→ **Assigned task**:
Each line of the material that mentions the word "ExchangeRegistry" is to be copied.

Start of Source information

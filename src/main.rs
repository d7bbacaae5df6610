use clap::Parser;
use std::sync::Arc;

use tradebot::exchange::{Credentials, ExchangeRegistry};
use tradebot::feed::DEFAULT_WARMUP_LIMIT;
use tradebot::models::Timeframe;
use tradebot::session::{LogRecorder, SessionConfig, TradingSession};
use tradebot::strategy::SmaCrossStrategy;
use tradebot::Result;

#[derive(Parser, Debug)]
#[command(name = "tradebot", about = "Live market-data and order-execution bridge")]
struct Args {
    /// Exchange id
    #[arg(long, default_value = "bybit")]
    exchange: String,

    /// Market symbol, base/quote
    #[arg(long, default_value = "BTC/USDT")]
    symbol: String,

    /// Candle timeframe (1m, 5m, 15m, 30m, 1h, 4h, 1d)
    #[arg(long, default_value = "1m")]
    timeframe: String,

    /// Historical candles replayed before trading is enabled
    #[arg(long, default_value_t = DEFAULT_WARMUP_LIMIT)]
    warmup: usize,

    /// Order size per signal, in base units
    #[arg(long, default_value_t = 0.001)]
    order_size: f64,

    /// Use the exchange testnet endpoints
    #[arg(long)]
    testnet: bool,
}

#[tokio::main]
async fn main() -> Result<()> {
    dotenvy::dotenv().ok();
    setup_logging();

    let args = Args::parse();
    let registry = ExchangeRegistry::default();

    let timeframe = Timeframe::parse(&args.timeframe)
        .ok_or_else(|| format!("unknown timeframe: {}", args.timeframe))?;

    let config = SessionConfig {
        exchange: args.exchange,
        symbol: args.symbol,
        timeframe,
        warmup_limit: args.warmup,
        order_size: args.order_size,
        credentials: credentials_from_env(args.testnet),
    };

    let mut session = TradingSession::start(config, &registry, Arc::new(LogRecorder)).await?;
    let mut strategy = SmaCrossStrategy::new(9, 21);

    tokio::select! {
        result = session.run(&mut strategy) => result?,
        _ = tokio::signal::ctrl_c() => {
            tracing::info!("Shutdown signal received");
        }
    }

    session.shutdown().await;
    Ok(())
}

fn setup_logging() {
    tracing_subscriber::fmt()
        .with_env_filter(
            tracing_subscriber::EnvFilter::try_from_default_env()
                .unwrap_or_else(|_| "tradebot=info".into()),
        )
        .init();
}

fn credentials_from_env(testnet: bool) -> Credentials {
    let api_key = std::env::var("BYBIT_API_KEY").unwrap_or_default();
    let api_secret = std::env::var("BYBIT_API_SECRET").unwrap_or_default();
    if api_key.is_empty() {
        tracing::warn!("BYBIT_API_KEY not set, private endpoints will fail");
    }
    Credentials {
        api_key,
        api_secret,
        testnet,
    }
}
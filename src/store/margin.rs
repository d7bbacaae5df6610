use async_trait::async_trait;
use std::sync::Arc;

use super::{AccountSnapshot, Store};
use crate::exchange::{ExchangeClient, ExchangeError};
use crate::models::{Balance, Order, Position};

/// Account adapter for forex-style brokers that think in signed long/short
/// units and margin rather than buy/sell spot sizes.
///
/// The side+size order contract is unchanged on the wire; the margin view
/// lives in the account snapshot, where a short position shows up as a
/// negative-size [`Position`].
pub struct MarginStore {
    client: Arc<dyn ExchangeClient>,
    /// Account (margin) currency
    currency: String,
    snapshot: AccountSnapshot,
}

impl MarginStore {
    pub fn new(client: Arc<dyn ExchangeClient>, currency: &str) -> Self {
        Self {
            client,
            currency: currency.to_string(),
            snapshot: AccountSnapshot::default(),
        }
    }

    /// Margin mapping: cash is the free margin, value the account equity,
    /// and every non-currency entry is a signed net position (shorts carry
    /// negative totals).
    fn snapshot_from_balance(&self, balance: &Balance) -> AccountSnapshot {
        let mut positions: Vec<Position> = balance
            .assets
            .iter()
            .filter(|(asset, held)| asset.as_str() != self.currency && held.total != 0.0)
            .map(|(asset, held)| Position {
                symbol: asset.clone(),
                size: held.total,
            })
            .collect();
        positions.sort_by(|a, b| a.symbol.cmp(&b.symbol));

        AccountSnapshot {
            cash: balance.get(&self.currency).free,
            value: balance.get(&self.currency).total,
            positions,
        }
    }
}

#[async_trait]
impl Store for MarginStore {
    fn get_cash(&self) -> f64 {
        self.snapshot.cash
    }

    fn get_value(&self) -> f64 {
        self.snapshot.value
    }

    fn get_positions(&self) -> Vec<Position> {
        self.snapshot.positions.clone()
    }

    async fn create_order(&mut self, order: &mut Order) -> Result<(), ExchangeError> {
        if order.size == 0.0 {
            return Ok(());
        }

        tracing::debug!(
            symbol = %order.symbol,
            side = order.side.as_str(),
            size = order.size,
            "Placing margin order"
        );
        let exchange_id = self.client.create_order(&order.request()).await?;
        order.exchange_id = Some(exchange_id);
        Ok(())
    }

    async fn cancel_order(&mut self, order: &Order) -> Result<(), ExchangeError> {
        match &order.exchange_id {
            Some(exchange_id) => self.client.cancel_order(exchange_id, &order.symbol).await,
            None => Ok(()),
        }
    }

    async fn refresh_account_state(&mut self) -> Result<(), ExchangeError> {
        let balance = self.client.fetch_balance().await?;
        self.snapshot = self.snapshot_from_balance(&balance);
        Ok(())
    }
}
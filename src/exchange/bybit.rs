use async_trait::async_trait;
use chrono::{DateTime, TimeZone, Utc};
use governor::{Quota, RateLimiter};
use hmac::{Hmac, Mac};
use reqwest::Client;
use serde::Deserialize;
use sha2::Sha256;
use std::num::NonZeroU32;
use std::sync::Arc;
use std::time::Duration;

use super::{ExchangeClient, ExchangeError};
use crate::models::{AssetBalance, Balance, Candle, OrderRequest, Timeframe};

const BYBIT_API_BASE: &str = "https://api.bybit.com";
const BYBIT_TESTNET_API_BASE: &str = "https://api-testnet.bybit.com";
const RATE_LIMIT_RPS: u32 = 10;
/// Minimum interval between paged history requests, advertised to callers
const MIN_REQUEST_INTERVAL_MS: u64 = 100;
const RECV_WINDOW_MS: i64 = 5000;

type HmacSha256 = Hmac<Sha256>;
type BybitRateLimiter = RateLimiter<
    governor::state::direct::NotKeyed,
    governor::state::InMemoryState,
    governor::clock::DefaultClock,
>;

/// Bybit v5 REST client
///
/// This struct is cloneable to allow sharing across async tasks. All clones
/// share the same rate limiter.
#[derive(Clone)]
pub struct BybitClient {
    client: Client,
    base_url: String,
    api_key: String,
    api_secret: String,
    rate_limiter: Arc<BybitRateLimiter>,
}

/// Envelope every v5 endpoint wraps its payload in
#[derive(Debug, Deserialize)]
struct V5Response<T> {
    #[serde(rename = "retCode")]
    ret_code: i64,
    #[serde(rename = "retMsg")]
    ret_msg: String,
    result: Option<T>,
}

#[derive(Debug, Deserialize)]
struct KlineResult {
    /// Rows of [startMs, open, high, low, close, volume, turnover], newest first
    list: Vec<Vec<String>>,
}

#[derive(Debug, Deserialize)]
struct OrderResult {
    #[serde(rename = "orderId")]
    order_id: String,
}

#[derive(Debug, Deserialize)]
struct WalletResult {
    list: Vec<WalletAccount>,
}

#[derive(Debug, Deserialize)]
struct WalletAccount {
    coin: Vec<WalletCoin>,
}

#[derive(Debug, Deserialize)]
struct WalletCoin {
    coin: String,
    #[serde(rename = "walletBalance")]
    wallet_balance: String,
    #[serde(rename = "availableToWithdraw")]
    available_to_withdraw: String,
}

impl BybitClient {
    pub fn new(api_key: String, api_secret: String, testnet: bool) -> Self {
        let base = if testnet {
            BYBIT_TESTNET_API_BASE
        } else {
            BYBIT_API_BASE
        };
        Self::with_base_url(api_key, api_secret, base.to_string())
    }

    /// Construct against an explicit base url (tests point this at a mock server)
    pub fn with_base_url(api_key: String, api_secret: String, base_url: String) -> Self {
        let client = Client::builder()
            .timeout(Duration::from_secs(30))
            .build()
            .expect("default reqwest client");

        let quota = Quota::per_second(NonZeroU32::new(RATE_LIMIT_RPS).unwrap());

        Self {
            client,
            base_url,
            api_key,
            api_secret,
            rate_limiter: Arc::new(RateLimiter::direct(quota)),
        }
    }

    /// "BTC/USDT" -> "BTCUSDT"
    fn market_symbol(symbol: &str) -> String {
        symbol.replace('/', "").to_uppercase()
    }

    fn interval_code(timeframe: Timeframe) -> &'static str {
        match timeframe {
            Timeframe::OneMinute => "1",
            Timeframe::FiveMinute => "5",
            Timeframe::FifteenMinute => "15",
            Timeframe::ThirtyMinute => "30",
            Timeframe::OneHour => "60",
            Timeframe::FourHour => "240",
            Timeframe::OneDay => "D",
        }
    }

    /// Bybit signature: HMAC-SHA256 over timestamp + api_key + recv_window + payload
    fn sign(&self, timestamp: i64, payload: &str) -> String {
        let sign_str = format!("{}{}{}{}", timestamp, self.api_key, RECV_WINDOW_MS, payload);
        let mut mac = HmacSha256::new_from_slice(self.api_secret.as_bytes())
            .expect("hmac accepts any key length");
        mac.update(sign_str.as_bytes());
        hex::encode(mac.finalize().into_bytes())
    }

    async fn get_public<T: serde::de::DeserializeOwned>(
        &self,
        path: &str,
        query: &[(&str, String)],
    ) -> Result<T, ExchangeError> {
        self.rate_limiter.until_ready().await;

        let url = format!("{}{}", self.base_url, path);
        let response = self.client.get(&url).query(query).send().await?;
        Self::unwrap_envelope(response.json::<V5Response<T>>().await?)
    }

    async fn get_signed<T: serde::de::DeserializeOwned>(
        &self,
        path: &str,
        query: &[(&str, String)],
    ) -> Result<T, ExchangeError> {
        self.rate_limiter.until_ready().await;

        let timestamp = Utc::now().timestamp_millis();
        let query_string = query
            .iter()
            .map(|(k, v)| format!("{}={}", k, v))
            .collect::<Vec<_>>()
            .join("&");
        let signature = self.sign(timestamp, &query_string);

        let url = format!("{}{}", self.base_url, path);
        let response = self
            .client
            .get(&url)
            .query(query)
            .header("X-BAPI-API-KEY", &self.api_key)
            .header("X-BAPI-TIMESTAMP", timestamp.to_string())
            .header("X-BAPI-SIGN", signature)
            .header("X-BAPI-RECV-WINDOW", RECV_WINDOW_MS.to_string())
            .send()
            .await?;
        Self::unwrap_envelope(response.json::<V5Response<T>>().await?)
    }

    async fn post_signed<T: serde::de::DeserializeOwned>(
        &self,
        path: &str,
        body: &serde_json::Value,
    ) -> Result<T, ExchangeError> {
        self.rate_limiter.until_ready().await;

        let timestamp = Utc::now().timestamp_millis();
        let payload = body.to_string();
        let signature = self.sign(timestamp, &payload);

        let url = format!("{}{}", self.base_url, path);
        let response = self
            .client
            .post(&url)
            .header("X-BAPI-API-KEY", &self.api_key)
            .header("X-BAPI-TIMESTAMP", timestamp.to_string())
            .header("X-BAPI-SIGN", signature)
            .header("X-BAPI-RECV-WINDOW", RECV_WINDOW_MS.to_string())
            .header("Content-Type", "application/json")
            .body(payload)
            .send()
            .await?;
        Self::unwrap_envelope(response.json::<V5Response<T>>().await?)
    }

    fn unwrap_envelope<T>(envelope: V5Response<T>) -> Result<T, ExchangeError> {
        if envelope.ret_code != 0 {
            return Err(ExchangeError::Api {
                code: envelope.ret_code,
                message: envelope.ret_msg,
            });
        }
        envelope
            .result
            .ok_or_else(|| ExchangeError::BadResponse("missing result field".to_string()))
    }

    fn parse_kline_row(row: &[String]) -> Result<Candle, ExchangeError> {
        if row.len() < 6 {
            return Err(ExchangeError::BadResponse(format!(
                "kline row with {} fields",
                row.len()
            )));
        }

        let field = |i: usize| -> Result<f64, ExchangeError> {
            row[i]
                .parse::<f64>()
                .map_err(|_| ExchangeError::BadResponse(format!("non-numeric kline field: {}", row[i])))
        };

        let millis = row[0]
            .parse::<i64>()
            .map_err(|_| ExchangeError::BadResponse(format!("bad kline timestamp: {}", row[0])))?;
        let time = Utc
            .timestamp_millis_opt(millis)
            .single()
            .ok_or_else(|| ExchangeError::BadResponse(format!("bad kline timestamp: {}", millis)))?;

        Ok(Candle {
            time,
            open: field(1)?,
            high: field(2)?,
            low: field(3)?,
            close: field(4)?,
            volume: field(5)?,
        })
    }
}

#[async_trait]
impl ExchangeClient for BybitClient {
    fn name(&self) -> &str {
        "bybit"
    }

    fn rate_limit(&self) -> Duration {
        Duration::from_millis(MIN_REQUEST_INTERVAL_MS)
    }

    async fn fetch_ohlcv(
        &self,
        symbol: &str,
        timeframe: Timeframe,
        since: DateTime<Utc>,
        limit: usize,
    ) -> Result<Vec<Candle>, ExchangeError> {
        let query = [
            ("category", "spot".to_string()),
            ("symbol", Self::market_symbol(symbol)),
            ("interval", Self::interval_code(timeframe).to_string()),
            ("start", since.timestamp_millis().to_string()),
            ("limit", limit.to_string()),
        ];

        let result: KlineResult = self.get_public("/v5/market/kline", &query).await?;

        let mut candles = result
            .list
            .iter()
            .map(|row| Self::parse_kline_row(row))
            .collect::<Result<Vec<_>, _>>()?;

        // Bybit returns klines newest first
        candles.sort_by_key(|c| c.time);

        tracing::debug!(
            symbol,
            count = candles.len(),
            since = %since,
            "Fetched klines from bybit"
        );

        Ok(candles)
    }

    async fn create_order(&self, request: &OrderRequest) -> Result<String, ExchangeError> {
        let side = match request.side {
            crate::models::OrderSide::Buy => "Buy",
            crate::models::OrderSide::Sell => "Sell",
        };

        let mut body = serde_json::json!({
            "category": "spot",
            "symbol": Self::market_symbol(&request.symbol),
            "side": side,
            "orderType": if request.limit_price.is_some() { "Limit" } else { "Market" },
            "qty": format!("{}", request.size),
        });
        if let Some(price) = request.limit_price {
            body["price"] = serde_json::json!(format!("{}", price));
        }

        let result: OrderResult = self.post_signed("/v5/order/create", &body).await?;

        tracing::info!(
            symbol = %request.symbol,
            side,
            size = request.size,
            order_id = %result.order_id,
            "Placed order on bybit"
        );

        Ok(result.order_id)
    }

    async fn cancel_order(&self, exchange_id: &str, symbol: &str) -> Result<(), ExchangeError> {
        let body = serde_json::json!({
            "category": "spot",
            "symbol": Self::market_symbol(symbol),
            "orderId": exchange_id,
        });

        let _: OrderResult = self.post_signed("/v5/order/cancel", &body).await?;

        tracing::info!(symbol, order_id = exchange_id, "Canceled order on bybit");
        Ok(())
    }

    async fn fetch_balance(&self) -> Result<Balance, ExchangeError> {
        let query = [("accountType", "UNIFIED".to_string())];
        let result: WalletResult = self.get_signed("/v5/account/wallet-balance", &query).await?;

        let mut balance = Balance::default();
        for account in &result.list {
            for coin in &account.coin {
                let total = coin.wallet_balance.parse::<f64>().unwrap_or(0.0);
                let free = coin.available_to_withdraw.parse::<f64>().unwrap_or(total);
                balance
                    .assets
                    .insert(coin.coin.clone(), AssetBalance { free, total });
            }
        }

        Ok(balance)
    }
}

End of Source information

→ **Task answer**:
use tradebot::exchange::{Credentials, ExchangeRegistry};
    let registry = ExchangeRegistry::default();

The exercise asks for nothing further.